Each line from the beginning of the data below through the line containing "for pointer interactions" should be repeated exactly, please.
[RECORDS SHOWN]
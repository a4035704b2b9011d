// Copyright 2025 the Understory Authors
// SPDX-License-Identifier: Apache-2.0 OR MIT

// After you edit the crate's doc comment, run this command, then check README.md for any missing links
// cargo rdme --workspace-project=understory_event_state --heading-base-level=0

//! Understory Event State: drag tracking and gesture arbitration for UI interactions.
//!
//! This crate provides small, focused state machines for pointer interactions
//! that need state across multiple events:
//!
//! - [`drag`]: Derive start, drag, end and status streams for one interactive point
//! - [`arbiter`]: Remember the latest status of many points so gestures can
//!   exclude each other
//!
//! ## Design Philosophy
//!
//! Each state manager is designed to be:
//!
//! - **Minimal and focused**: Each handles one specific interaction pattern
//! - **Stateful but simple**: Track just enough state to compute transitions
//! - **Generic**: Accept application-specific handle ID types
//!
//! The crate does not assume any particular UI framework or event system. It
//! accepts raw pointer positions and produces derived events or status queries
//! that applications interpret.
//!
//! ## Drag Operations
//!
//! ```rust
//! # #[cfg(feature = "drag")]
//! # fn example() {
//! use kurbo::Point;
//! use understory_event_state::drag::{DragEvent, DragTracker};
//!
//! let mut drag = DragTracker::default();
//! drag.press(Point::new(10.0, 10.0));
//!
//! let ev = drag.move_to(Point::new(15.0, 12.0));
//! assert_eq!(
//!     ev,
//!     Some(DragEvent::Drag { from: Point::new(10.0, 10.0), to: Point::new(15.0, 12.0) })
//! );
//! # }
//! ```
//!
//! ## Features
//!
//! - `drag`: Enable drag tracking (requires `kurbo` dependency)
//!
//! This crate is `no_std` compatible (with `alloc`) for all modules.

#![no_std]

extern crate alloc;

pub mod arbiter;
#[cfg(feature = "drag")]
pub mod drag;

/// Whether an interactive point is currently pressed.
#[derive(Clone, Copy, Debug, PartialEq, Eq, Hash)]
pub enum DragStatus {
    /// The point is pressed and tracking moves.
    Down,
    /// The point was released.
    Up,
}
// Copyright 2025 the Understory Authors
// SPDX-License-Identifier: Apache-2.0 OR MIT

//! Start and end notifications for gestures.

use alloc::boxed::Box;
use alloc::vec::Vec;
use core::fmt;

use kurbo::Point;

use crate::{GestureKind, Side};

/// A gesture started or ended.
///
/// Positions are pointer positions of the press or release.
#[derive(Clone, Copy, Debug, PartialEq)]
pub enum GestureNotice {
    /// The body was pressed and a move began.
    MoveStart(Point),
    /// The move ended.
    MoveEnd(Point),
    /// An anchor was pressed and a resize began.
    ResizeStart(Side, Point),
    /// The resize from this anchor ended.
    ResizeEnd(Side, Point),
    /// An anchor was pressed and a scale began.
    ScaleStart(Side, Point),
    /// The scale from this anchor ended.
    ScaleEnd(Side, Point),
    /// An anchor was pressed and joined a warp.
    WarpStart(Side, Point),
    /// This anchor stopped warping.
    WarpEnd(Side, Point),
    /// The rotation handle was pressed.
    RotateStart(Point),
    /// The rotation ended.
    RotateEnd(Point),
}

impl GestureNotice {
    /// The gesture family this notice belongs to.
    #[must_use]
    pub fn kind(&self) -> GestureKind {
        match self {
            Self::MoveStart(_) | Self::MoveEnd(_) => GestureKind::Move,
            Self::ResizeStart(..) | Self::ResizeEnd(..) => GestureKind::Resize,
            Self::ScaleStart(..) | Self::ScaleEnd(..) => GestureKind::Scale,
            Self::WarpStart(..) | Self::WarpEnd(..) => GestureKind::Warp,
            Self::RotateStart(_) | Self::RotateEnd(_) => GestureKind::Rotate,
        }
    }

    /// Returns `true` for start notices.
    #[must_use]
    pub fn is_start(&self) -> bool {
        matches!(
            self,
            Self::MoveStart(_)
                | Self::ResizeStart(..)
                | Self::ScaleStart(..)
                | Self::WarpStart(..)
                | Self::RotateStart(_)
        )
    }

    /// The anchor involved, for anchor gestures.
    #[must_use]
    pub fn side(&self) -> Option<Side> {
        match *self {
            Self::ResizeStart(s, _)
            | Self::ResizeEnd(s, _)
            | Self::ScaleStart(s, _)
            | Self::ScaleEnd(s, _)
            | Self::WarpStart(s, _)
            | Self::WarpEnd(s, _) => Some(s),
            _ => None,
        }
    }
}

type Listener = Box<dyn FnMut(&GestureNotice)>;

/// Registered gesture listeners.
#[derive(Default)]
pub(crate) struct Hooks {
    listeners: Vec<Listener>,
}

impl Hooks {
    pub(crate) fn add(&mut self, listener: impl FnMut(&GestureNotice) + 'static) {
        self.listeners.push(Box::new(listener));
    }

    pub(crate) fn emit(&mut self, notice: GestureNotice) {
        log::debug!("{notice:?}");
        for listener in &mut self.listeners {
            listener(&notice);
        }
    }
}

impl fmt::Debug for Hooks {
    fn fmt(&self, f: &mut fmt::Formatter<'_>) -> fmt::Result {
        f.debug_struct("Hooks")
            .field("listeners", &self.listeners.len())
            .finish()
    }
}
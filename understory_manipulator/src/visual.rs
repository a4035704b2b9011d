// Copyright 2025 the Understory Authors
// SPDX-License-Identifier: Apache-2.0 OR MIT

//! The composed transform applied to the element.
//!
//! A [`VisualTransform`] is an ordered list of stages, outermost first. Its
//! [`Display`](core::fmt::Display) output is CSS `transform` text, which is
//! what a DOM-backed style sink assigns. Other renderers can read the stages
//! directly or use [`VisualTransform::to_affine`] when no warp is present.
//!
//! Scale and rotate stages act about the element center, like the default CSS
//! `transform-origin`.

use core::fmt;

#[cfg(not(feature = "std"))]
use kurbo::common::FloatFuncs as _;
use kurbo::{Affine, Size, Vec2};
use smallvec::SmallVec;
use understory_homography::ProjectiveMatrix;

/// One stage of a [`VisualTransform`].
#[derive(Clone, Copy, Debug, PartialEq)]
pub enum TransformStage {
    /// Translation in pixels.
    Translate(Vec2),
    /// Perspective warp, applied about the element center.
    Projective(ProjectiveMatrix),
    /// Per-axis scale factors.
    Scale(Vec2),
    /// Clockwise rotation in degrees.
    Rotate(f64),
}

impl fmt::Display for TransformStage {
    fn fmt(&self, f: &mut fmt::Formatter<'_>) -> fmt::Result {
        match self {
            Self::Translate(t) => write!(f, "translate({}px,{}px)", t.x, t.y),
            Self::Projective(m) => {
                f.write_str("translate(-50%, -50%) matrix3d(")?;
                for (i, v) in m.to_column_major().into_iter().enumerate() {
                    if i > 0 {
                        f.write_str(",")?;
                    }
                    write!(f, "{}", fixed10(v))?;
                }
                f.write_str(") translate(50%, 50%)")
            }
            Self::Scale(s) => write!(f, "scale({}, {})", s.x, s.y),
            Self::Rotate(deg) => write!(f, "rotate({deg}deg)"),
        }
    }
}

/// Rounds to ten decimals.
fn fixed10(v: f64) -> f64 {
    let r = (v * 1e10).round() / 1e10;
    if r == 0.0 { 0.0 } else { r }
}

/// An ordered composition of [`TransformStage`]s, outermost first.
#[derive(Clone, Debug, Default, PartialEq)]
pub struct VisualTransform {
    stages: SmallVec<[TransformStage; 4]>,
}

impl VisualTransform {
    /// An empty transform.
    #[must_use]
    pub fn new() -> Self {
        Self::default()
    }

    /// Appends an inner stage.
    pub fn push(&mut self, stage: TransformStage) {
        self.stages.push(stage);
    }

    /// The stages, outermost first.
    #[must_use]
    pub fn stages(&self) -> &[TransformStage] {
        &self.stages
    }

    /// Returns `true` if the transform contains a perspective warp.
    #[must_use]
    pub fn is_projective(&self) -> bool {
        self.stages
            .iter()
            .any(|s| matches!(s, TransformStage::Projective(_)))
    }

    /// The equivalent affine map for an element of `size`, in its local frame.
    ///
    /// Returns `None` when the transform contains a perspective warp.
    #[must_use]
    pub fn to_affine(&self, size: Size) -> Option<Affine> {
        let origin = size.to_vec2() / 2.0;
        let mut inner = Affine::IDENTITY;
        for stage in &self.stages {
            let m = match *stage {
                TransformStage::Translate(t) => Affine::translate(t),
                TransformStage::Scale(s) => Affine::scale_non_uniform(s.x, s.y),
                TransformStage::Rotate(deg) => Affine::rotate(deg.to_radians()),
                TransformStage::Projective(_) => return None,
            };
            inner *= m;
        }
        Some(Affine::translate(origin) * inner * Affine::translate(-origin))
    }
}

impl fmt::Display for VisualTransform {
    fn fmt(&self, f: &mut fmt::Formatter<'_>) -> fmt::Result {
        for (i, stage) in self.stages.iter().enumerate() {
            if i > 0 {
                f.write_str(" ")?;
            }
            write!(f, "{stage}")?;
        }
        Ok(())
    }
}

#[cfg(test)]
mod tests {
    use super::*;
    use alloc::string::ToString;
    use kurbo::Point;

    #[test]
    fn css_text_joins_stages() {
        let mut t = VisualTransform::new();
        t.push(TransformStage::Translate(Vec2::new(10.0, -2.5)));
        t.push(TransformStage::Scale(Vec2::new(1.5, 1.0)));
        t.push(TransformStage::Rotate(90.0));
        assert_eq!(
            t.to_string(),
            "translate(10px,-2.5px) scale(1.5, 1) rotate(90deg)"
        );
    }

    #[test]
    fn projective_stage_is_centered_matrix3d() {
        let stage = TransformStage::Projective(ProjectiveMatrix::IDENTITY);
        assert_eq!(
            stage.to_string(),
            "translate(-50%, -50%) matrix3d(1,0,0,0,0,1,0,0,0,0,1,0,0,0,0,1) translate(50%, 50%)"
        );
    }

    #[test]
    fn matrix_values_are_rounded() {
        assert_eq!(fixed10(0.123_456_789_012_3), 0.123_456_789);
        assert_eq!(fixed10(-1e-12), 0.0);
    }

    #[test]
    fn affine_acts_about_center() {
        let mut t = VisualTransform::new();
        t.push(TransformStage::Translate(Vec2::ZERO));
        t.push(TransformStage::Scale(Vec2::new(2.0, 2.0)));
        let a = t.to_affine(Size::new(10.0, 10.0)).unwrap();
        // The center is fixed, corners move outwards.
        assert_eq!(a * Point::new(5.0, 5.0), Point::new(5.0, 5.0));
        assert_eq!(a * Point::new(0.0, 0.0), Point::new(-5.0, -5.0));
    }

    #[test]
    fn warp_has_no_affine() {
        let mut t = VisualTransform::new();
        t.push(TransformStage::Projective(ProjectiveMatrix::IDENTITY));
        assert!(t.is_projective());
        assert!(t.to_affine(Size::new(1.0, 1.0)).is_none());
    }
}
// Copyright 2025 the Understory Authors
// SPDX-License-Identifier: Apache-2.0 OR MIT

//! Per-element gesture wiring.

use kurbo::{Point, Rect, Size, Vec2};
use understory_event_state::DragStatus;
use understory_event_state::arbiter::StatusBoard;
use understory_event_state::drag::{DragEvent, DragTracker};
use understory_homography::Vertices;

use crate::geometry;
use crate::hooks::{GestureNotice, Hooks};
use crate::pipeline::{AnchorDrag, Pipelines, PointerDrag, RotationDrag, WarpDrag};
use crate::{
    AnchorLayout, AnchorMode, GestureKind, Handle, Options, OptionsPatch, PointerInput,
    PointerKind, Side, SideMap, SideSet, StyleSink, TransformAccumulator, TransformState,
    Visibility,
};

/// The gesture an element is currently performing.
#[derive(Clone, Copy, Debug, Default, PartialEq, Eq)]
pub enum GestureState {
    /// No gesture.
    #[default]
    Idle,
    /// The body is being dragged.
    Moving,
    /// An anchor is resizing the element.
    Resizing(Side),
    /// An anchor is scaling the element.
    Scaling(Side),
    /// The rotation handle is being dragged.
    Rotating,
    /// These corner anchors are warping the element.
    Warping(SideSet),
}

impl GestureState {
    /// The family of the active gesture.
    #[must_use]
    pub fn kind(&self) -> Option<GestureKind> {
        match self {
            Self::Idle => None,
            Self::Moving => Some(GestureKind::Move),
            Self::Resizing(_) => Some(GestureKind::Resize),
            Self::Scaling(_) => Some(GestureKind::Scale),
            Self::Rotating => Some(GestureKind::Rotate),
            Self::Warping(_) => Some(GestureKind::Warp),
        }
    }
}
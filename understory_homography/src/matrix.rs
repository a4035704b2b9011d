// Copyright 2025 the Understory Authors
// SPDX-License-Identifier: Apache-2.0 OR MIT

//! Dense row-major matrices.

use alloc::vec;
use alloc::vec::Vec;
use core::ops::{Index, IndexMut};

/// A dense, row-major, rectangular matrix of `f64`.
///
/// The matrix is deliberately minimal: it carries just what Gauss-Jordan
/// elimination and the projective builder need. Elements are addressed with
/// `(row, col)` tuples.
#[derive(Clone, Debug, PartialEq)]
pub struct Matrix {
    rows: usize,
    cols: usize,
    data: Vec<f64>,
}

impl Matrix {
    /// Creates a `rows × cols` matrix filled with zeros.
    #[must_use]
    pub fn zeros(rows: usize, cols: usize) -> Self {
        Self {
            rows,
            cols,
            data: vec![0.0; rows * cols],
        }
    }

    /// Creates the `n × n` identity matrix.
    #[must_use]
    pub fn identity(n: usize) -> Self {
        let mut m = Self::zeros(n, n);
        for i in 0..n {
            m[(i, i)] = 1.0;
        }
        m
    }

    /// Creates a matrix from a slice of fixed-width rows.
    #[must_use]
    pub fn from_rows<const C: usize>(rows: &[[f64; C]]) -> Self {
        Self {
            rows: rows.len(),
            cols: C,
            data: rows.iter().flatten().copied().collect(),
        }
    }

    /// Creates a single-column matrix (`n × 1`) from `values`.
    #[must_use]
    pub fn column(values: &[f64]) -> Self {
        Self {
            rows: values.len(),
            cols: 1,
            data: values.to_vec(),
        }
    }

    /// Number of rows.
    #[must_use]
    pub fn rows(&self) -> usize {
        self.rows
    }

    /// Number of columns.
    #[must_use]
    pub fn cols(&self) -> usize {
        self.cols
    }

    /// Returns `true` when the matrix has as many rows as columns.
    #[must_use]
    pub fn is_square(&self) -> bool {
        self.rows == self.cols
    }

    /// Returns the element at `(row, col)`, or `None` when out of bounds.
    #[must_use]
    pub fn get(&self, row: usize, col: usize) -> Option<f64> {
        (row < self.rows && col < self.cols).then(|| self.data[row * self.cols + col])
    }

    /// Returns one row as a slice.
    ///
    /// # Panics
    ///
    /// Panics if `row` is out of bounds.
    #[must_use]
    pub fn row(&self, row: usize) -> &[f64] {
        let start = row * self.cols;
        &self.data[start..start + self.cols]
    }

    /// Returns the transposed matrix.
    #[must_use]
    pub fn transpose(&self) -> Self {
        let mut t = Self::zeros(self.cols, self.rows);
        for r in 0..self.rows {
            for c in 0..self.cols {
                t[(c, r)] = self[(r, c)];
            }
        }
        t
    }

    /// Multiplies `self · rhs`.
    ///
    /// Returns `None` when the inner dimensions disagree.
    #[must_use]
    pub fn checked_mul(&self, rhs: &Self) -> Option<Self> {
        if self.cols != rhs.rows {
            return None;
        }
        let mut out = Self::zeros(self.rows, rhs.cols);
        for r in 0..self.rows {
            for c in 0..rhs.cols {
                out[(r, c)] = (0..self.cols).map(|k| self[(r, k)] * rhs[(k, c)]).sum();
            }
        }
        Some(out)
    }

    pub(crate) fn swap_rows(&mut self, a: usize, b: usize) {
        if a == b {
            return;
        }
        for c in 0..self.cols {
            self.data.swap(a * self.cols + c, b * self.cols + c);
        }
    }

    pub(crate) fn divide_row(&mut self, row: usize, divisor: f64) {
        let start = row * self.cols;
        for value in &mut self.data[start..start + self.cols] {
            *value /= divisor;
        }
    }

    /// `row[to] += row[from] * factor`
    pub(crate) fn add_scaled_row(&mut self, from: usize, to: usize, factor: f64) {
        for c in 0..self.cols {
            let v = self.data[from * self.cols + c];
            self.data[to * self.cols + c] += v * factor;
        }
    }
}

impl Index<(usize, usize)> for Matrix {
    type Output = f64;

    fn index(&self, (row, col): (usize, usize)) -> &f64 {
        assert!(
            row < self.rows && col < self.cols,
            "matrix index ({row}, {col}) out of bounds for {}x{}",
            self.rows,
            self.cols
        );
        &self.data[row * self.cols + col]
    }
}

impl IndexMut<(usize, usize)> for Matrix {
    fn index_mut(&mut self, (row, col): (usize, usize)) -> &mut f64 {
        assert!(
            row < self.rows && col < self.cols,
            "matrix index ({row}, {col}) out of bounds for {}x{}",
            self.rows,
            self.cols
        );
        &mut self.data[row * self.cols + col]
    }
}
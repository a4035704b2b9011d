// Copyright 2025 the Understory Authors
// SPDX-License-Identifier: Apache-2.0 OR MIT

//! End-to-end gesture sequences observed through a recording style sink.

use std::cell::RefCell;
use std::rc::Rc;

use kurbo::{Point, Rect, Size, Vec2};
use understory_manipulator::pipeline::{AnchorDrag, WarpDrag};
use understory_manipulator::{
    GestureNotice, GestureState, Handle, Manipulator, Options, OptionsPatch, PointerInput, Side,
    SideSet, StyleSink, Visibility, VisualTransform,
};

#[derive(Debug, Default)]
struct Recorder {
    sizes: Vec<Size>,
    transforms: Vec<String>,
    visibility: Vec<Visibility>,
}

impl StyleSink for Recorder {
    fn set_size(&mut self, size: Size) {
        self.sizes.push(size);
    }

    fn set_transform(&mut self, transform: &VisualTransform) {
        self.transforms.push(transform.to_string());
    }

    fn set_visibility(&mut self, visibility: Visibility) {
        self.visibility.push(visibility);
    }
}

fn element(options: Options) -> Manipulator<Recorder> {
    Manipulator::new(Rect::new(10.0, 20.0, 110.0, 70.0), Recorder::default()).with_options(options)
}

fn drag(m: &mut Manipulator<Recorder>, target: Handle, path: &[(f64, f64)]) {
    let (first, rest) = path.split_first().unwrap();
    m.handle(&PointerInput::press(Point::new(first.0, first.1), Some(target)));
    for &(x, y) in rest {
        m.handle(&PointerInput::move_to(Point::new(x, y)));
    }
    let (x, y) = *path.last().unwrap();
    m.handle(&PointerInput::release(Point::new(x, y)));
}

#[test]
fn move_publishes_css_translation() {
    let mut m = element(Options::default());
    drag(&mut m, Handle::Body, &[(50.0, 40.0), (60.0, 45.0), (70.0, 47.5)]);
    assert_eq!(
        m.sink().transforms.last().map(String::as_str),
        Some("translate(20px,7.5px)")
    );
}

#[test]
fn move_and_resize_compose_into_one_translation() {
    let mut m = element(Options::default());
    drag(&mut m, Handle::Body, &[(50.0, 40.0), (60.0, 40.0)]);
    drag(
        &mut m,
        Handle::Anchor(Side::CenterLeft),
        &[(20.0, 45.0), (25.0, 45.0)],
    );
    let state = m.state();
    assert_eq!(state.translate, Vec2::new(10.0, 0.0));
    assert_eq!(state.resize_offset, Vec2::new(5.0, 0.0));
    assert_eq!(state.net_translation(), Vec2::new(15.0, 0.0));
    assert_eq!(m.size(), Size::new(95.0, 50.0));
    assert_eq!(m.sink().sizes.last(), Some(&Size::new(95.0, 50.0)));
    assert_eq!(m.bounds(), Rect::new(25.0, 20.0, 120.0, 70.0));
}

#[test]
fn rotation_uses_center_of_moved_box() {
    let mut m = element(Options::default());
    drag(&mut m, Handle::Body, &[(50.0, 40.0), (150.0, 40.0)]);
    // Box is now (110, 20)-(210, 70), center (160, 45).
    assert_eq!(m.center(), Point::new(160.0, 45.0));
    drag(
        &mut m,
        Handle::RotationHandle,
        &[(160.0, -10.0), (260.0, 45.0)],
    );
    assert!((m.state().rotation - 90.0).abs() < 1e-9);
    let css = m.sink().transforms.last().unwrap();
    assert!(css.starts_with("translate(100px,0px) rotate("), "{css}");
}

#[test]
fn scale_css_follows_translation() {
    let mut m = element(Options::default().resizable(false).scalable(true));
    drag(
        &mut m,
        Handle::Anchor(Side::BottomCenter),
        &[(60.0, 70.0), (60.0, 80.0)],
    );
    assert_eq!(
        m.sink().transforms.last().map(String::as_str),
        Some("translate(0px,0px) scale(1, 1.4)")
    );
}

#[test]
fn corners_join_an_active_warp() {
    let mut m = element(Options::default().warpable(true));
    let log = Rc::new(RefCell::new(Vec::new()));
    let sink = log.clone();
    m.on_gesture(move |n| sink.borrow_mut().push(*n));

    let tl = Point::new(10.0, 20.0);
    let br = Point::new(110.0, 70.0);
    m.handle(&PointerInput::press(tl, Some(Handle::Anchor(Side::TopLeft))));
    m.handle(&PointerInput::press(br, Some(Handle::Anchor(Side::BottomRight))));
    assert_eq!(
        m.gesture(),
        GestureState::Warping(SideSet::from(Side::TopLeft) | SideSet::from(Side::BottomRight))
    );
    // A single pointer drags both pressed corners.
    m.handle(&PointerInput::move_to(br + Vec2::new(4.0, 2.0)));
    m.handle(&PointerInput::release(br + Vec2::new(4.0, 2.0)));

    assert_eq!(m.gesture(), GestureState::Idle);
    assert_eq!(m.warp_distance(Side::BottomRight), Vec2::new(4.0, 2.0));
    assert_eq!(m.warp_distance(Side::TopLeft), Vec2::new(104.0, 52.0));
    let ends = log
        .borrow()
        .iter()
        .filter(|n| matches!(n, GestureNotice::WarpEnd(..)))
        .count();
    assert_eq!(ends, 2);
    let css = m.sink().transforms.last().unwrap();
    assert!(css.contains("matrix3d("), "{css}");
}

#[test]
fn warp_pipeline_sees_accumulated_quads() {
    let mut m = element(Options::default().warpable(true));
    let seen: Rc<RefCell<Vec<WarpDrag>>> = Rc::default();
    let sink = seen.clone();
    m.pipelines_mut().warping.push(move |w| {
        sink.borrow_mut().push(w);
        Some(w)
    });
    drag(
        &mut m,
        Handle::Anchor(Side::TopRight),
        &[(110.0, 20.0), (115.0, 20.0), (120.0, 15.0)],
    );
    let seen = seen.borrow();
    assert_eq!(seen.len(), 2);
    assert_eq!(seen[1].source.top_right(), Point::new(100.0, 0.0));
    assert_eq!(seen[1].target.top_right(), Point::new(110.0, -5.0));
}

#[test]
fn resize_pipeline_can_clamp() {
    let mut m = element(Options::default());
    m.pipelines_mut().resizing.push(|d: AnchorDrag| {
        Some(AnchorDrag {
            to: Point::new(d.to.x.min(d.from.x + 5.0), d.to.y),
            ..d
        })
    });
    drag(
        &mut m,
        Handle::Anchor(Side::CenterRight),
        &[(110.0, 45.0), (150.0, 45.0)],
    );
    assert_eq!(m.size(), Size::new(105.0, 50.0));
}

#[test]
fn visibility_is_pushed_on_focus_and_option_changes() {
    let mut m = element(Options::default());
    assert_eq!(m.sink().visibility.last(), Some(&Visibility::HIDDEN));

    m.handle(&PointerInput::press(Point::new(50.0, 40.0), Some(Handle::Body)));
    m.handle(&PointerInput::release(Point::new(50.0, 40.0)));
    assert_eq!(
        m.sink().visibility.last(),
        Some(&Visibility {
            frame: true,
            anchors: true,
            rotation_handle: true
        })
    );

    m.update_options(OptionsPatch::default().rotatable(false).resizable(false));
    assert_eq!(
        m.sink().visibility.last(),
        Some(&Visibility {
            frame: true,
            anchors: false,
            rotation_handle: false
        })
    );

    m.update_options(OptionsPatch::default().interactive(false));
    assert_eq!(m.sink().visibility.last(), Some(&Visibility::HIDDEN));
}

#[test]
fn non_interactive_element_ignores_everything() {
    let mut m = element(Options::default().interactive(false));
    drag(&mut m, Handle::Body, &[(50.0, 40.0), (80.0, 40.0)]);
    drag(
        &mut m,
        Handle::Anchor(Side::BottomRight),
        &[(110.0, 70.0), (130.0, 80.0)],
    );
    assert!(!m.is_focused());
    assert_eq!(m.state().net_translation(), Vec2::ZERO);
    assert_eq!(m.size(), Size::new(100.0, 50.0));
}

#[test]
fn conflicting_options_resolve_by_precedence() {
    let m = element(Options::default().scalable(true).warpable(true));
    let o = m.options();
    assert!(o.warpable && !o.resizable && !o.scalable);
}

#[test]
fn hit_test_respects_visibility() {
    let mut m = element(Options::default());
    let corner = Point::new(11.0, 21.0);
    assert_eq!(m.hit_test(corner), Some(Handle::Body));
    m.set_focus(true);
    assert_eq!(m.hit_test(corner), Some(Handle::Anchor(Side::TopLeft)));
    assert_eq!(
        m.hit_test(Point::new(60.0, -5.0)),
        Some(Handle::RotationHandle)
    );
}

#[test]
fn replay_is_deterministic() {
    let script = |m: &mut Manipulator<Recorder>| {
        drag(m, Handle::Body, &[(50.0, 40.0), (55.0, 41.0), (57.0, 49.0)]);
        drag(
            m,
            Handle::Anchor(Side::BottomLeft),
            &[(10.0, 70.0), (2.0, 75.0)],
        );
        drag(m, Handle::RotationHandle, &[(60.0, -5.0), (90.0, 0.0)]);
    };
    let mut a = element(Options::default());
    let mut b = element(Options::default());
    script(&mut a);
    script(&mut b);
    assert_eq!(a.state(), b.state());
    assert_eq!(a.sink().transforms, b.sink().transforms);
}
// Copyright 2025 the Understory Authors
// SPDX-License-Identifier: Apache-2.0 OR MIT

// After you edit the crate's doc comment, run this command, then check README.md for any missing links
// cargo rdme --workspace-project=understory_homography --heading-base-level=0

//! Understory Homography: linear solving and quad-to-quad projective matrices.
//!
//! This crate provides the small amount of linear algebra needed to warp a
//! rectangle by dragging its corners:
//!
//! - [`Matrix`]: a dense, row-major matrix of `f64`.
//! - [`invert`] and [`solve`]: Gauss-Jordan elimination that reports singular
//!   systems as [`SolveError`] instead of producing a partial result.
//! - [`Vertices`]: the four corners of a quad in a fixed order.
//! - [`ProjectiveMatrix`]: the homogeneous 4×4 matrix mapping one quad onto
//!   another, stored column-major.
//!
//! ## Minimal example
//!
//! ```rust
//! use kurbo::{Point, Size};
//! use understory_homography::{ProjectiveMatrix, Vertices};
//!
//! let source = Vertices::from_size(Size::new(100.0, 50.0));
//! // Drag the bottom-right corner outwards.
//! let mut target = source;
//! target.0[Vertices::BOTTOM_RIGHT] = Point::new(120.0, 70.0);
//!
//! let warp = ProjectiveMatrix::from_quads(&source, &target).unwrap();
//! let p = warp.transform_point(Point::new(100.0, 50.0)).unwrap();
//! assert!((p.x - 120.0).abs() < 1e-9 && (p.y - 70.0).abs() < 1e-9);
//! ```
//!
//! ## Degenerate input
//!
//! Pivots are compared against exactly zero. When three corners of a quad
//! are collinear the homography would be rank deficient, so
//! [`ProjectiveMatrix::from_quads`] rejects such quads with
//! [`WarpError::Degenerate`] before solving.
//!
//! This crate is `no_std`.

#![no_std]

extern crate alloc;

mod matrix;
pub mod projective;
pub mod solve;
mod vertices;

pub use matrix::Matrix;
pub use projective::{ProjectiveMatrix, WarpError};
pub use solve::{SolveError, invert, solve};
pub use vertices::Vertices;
[/RECORDS SHOWN]
### TASK RESPONSE
repository a4035704b2b9011d
// Copyright 2025 the Understory Authors
// SPDX-License-Identifier: Apache-2.0 OR MIT

// After you edit the crate's doc comment, run this command, then check README.md for any missing links
// cargo rdme --workspace-project=understory_event_state --heading-base-level=0

//! Understory Event State: drag tracking and gesture arbitration for UI interactions.
//!
//! This crate provides small, focused state machines for pointer interactions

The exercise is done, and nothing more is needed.